Finally, signal-monitoring module 220 may manage use of the component in computer system 200 based on the assessed reliability. For example, signal-monitoring module 220 may generate an alert if a value of RUL 228 drops below a threshold to identify an elevated risk of failure in the component. Signal-monitoring module 220 may also use the assessed reliability to facilitate a maintenance decision associated with the component. Continuing with the above example, the alert may be used to prioritize replacement of the component and prevent a failure in computer system 200, thus improving the reliability and availability of computer system 200 while decreasing maintenance costs associated with computer system 200. Alternatively, signal-monitoring module 220 may use cumulative stress history 226 and/or RUL 228 to attribute a failure in computer system 200 to either a weak component or a stressed component, FRU, and/or computer system 200. An administrator may then choose to remove the component and/or FRU, replace the component and/or FRU, or throw away computer system 200 based on the cause of failure determined by signal-monitoring module 220.

Signal-monitoring module 220 may additionally use operating environment 224 to assess the reliabilities of an FRU containing the component, computer system 200, and/or a set of computer systems (e.g., in a data center) containing computer system 200. For example, signal-monitoring module 220 may assess the reliability of the FRU based on the reliabilities of the components within the FRU, the reliability of computer system 200 based on the components and/or FRUs in computer system 200, and the reliability of the data center based on the reliabilities of the computer systems in the data center. Such reliability assessment and comparison at different granularities may facilitate the diagnosis of faults and/or failures in and/or among the components, FRUs, computer systems, or data center. For example, signal-monitoring module 220 may analyze a failure in a component by examining and comparing the cumulative stress histories and/or RULs of the component, systems (e.g., FRUs, computer systems, racks, data centers, etc.) containing the component, and/or similar components and/or systems.

By using inferential model 222 to identify specific operating conditions of components in computer system 200 from telemetric signals 210, signal-monitoring module 220 may increase the accuracy of RUL predictions for the components and/or computer system 200. In turn, the increased accuracy and/or resolution may enable the generation of proactive alarms for degraded and/or high-risk components, thus facilitating preventive replacements and/or other maintenance decisions and increasing the reliability and availability of computer system 200. The determination of operating environments in component locations without sensors may additionally allow potentially damaging conditions such as high temperature or vibration to be detected without the associated cost and/or complexity of adding sensors to the interior of computer system 200.

Those skilled in the art will appreciate that the system of FIG. 2 may be implemented in a variety of ways. First, all data collection and RUL computations may be performed directly on the monitored computer system 200. For example, signal-monitoring module 220 may be provided by and/or implemented using a service processor on computer system 200. In addition, the service processor may be operated from a continuous power line that is not interrupted when computer system 200 is powered off.

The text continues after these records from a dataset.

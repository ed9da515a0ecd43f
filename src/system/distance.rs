//! Ultrasonic distance sampling
//!
//! Converts the echo pulse of an HC-SR04 style sensor into a distance in
//! centimeters.
//!
//! # Sensor Operation
//! - Trigger line is held low for 2µs, then pulsed high for 10µs
//! - The sensor answers with an echo pulse as wide as the sound round trip
//! - Distance = round trip time * speed of sound / 2
//!
//! # Signal Conditioning
//! There is no filtering. A reading is either inside `[0, MAX_RANGE_CM]` or it
//! is replaced by `MAX_RANGE_CM`:
//! - Echo timeout (nothing in range, or sensor fault)
//! - Computed distance beyond the rated range
//!
//! "No echo" therefore reads exactly like "very far away", which the occupancy
//! decision treats as a free spot. Every measurement ends in a finite value.

/// Speed of sound in centimeters per microsecond (343 m/s at room temperature)
pub const SPEED_OF_SOUND_CM_PER_US: f32 = 0.0343;

/// Rated maximum range of the HC-SR04, also the value reported when nothing answers
pub const MAX_RANGE_CM: f32 = 400.0;

/// Time the trigger line is held low before the pulse
pub const TRIGGER_SETTLE_US: u32 = 2;

/// Width of the trigger pulse
pub const TRIGGER_PULSE_US: u32 = 10;

/// Ceiling for the whole echo wait (400cm needs ~23.3ms round trip)
pub const ECHO_TIMEOUT_US: u32 = 30_000;

/// The echo pulse did not start or end within `ECHO_TIMEOUT_US`
#[derive(Debug, Clone, Copy, PartialEq, Eq)]
#[cfg_attr(feature = "defmt", derive(defmt::Format))]
pub struct EchoTimeout;

/// Ultrasonic ranging hardware
///
/// Implementations own the trigger and echo lines. A call may block the caller
/// for up to `ECHO_TIMEOUT_US` while waiting for the echo, but must never wait
/// longer.
#[allow(async_fn_in_trait)]
pub trait EchoSensor {
    /// Fires one trigger pulse and returns the width of the echo pulse in microseconds
    async fn round_trip_us(&mut self) -> Result<u32, EchoTimeout>;
}

/// Converts an echo pulse width into a distance clamped to the sensor range
pub fn distance_from_echo(round_trip_us: u32) -> f32 {
    let distance_cm = round_trip_us as f32 * SPEED_OF_SOUND_CM_PER_US / 2.0;

    // written so that NaN also lands on the clamp
    if (0.0..=MAX_RANGE_CM).contains(&distance_cm) {
        distance_cm
    } else {
        MAX_RANGE_CM
    }
}

/// Takes one measurement and returns the distance in centimeters
///
/// Never fails: a timeout is reported as `MAX_RANGE_CM`.
pub async fn measure_distance<S: EchoSensor>(sensor: &mut S) -> f32 {
    match sensor.round_trip_us().await {
        Ok(round_trip_us) => distance_from_echo(round_trip_us),
        Err(EchoTimeout) => {
            debug!("echo timed out, reporting max range");
            MAX_RANGE_CM
        }
    }
}

#[cfg(test)]
mod tests {
    use super::*;
    use crate::system::fake::FakeEcho;
    use embassy_futures::block_on;

    #[test]
    fn converts_round_trip_to_centimeters() {
        // 874µs * 0.0343 / 2 = 14.989cm
        let distance = distance_from_echo(874);
        assert!((distance - 15.0).abs() < 0.1, "got {distance}");

        assert_eq!(distance_from_echo(0), 0.0);
    }

    #[test]
    fn distance_stays_inside_sensor_range() {
        let durations = [0, 1, 58, 874, 1_457, 23_323, 23_324, 30_000, 1_000_000, u32::MAX];
        for round_trip_us in durations {
            let distance = distance_from_echo(round_trip_us);
            assert!(
                (0.0..=MAX_RANGE_CM).contains(&distance),
                "{round_trip_us}us gave {distance}"
            );
        }
    }

    #[test]
    fn readings_beyond_range_are_clamped_to_max() {
        // 23_400µs would be ~401cm
        assert_eq!(distance_from_echo(23_400), MAX_RANGE_CM);
        assert_eq!(distance_from_echo(u32::MAX), MAX_RANGE_CM);
    }

    #[test]
    fn timeout_reads_as_max_range() {
        let mut sensor = FakeEcho::silent();
        assert_eq!(block_on(measure_distance(&mut sensor)), MAX_RANGE_CM);
    }

    #[test]
    fn measure_uses_sensor_reply() {
        let mut sensor = FakeEcho::replying(&[Ok(583)]);
        let distance = block_on(measure_distance(&mut sensor));
        assert!((distance - 10.0).abs() < 0.1, "got {distance}");
    }
}
//! Network bring-up
//!
//! W5500 Ethernet over SPI0 with an embassy-net stack on top, address from
//! DHCP. The chip and stack runners get their own tasks; the caller gets the
//! stack once an address is configured.

use defmt::info;
use embassy_embedded_hal::shared_bus::asynch::spi::SpiDevice;
use embassy_executor::Spawner;
use embassy_net::{Stack, StackResources};
use embassy_net_wiznet::{chip::W5500, Device, Runner, State};
use embassy_rp::gpio::{Input, Level, Output, Pull};
use embassy_rp::peripherals::SPI0;
use embassy_rp::spi::{Async, Config as SpiConfig, Spi};
use embassy_sync::blocking_mutex::raw::NoopRawMutex;
use embassy_sync::mutex::Mutex;
use embassy_time::Instant;
use nanorand::{Rng, WyRand};
use static_cell::StaticCell;

use crate::task::resources::EthernetResources;

/// Locally administered MAC address
const MAC_ADDRESS: [u8; 6] = [0x02, 0x00, 0x00, 0x50, 0x4b, 0x01];

/// SPI clock for the W5500 (rated up to 80MHz)
const SPI_FREQUENCY: u32 = 50_000_000;

/// Sockets for DHCP and the HTTP server, plus one spare
const SOCKET_COUNT: usize = 3;

type SpiBus = Spi<'static, SPI0, Async>;
type EthernetSpi = SpiDevice<'static, NoopRawMutex, SpiBus, Output<'static>>;
type EthernetRunner = Runner<'static, W5500, EthernetSpi, Input<'static>, Output<'static>>;

#[embassy_executor::task]
async fn ethernet_task(runner: EthernetRunner) -> ! {
    runner.run().await
}

#[embassy_executor::task]
async fn net_task(mut runner: embassy_net::Runner<'static, Device<'static>>) -> ! {
    runner.run().await
}

/// Brings up the Ethernet link and waits for a DHCP lease
pub async fn start(spawner: Spawner, r: EthernetResources) -> Stack<'static> {
    let mut config = SpiConfig::default();
    config.frequency = SPI_FREQUENCY;
    let spi = Spi::new(r.spi, r.clk_pin, r.mosi_pin, r.miso_pin, r.tx_dma, r.rx_dma, config);

    static SPI_BUS: StaticCell<Mutex<NoopRawMutex, SpiBus>> = StaticCell::new();
    let spi_bus = SPI_BUS.init(Mutex::new(spi));
    let spi = SpiDevice::new(spi_bus, Output::new(r.cs_pin, Level::High));
    let int = Input::new(r.int_pin, Pull::Up);
    let reset = Output::new(r.reset_pin, Level::High);

    static STATE: StaticCell<State<8, 8>> = StaticCell::new();
    let state = STATE.init(State::new());
    let (device, runner) = embassy_net_wiznet::new(MAC_ADDRESS, state, spi, int, reset)
        .await
        .unwrap();
    spawner.spawn(ethernet_task(runner)).unwrap();

    // only feeds TCP sequence numbers and ports, boot time jitter is enough
    let seed = WyRand::new_seed(Instant::now().as_ticks()).generate::<u64>();

    static RESOURCES: StaticCell<StackResources<SOCKET_COUNT>> = StaticCell::new();
    let (stack, runner) = embassy_net::new(
        device,
        embassy_net::Config::dhcpv4(Default::default()),
        RESOURCES.init(StackResources::new()),
        seed,
    );
    spawner.spawn(net_task(runner)).unwrap();

    info!("Waiting for DHCP...");
    stack.wait_config_up().await;
    if let Some(config) = stack.config_v4() {
        info!("IP Address: {}", config.address);
    }

    stack
}
//! Core parking components
pub mod distance;
pub mod gate;
pub mod http;
pub mod monitor;
pub mod occupancy;
pub mod state;

#[cfg(test)]
pub(crate) mod fake;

Alternatively, if computer system 200 does not include a service processor, RUL estimation may be performed as a background daemon process on any CPU in computer system 200.

Second, signal-monitoring module 220 may be provided by a loghost computer system that accumulates and/or analyzes log files for computer system 200 and/or other computer systems in a data center. For example, the loghost computer system may correspond to a small server that collects operating system and/or error logs for all computer systems in the data center and performs reliability assessment of the computer systems using data from the logs. Use of the loghost computer system to implement signal-monitoring module 220 may allow all diagnostics, prognostics, and/or telemetric signals (e.g., telemetric signals 210) for any computer system (e.g., server) in the data center to be available at any time, even in situations where the computer system of interest has crashed.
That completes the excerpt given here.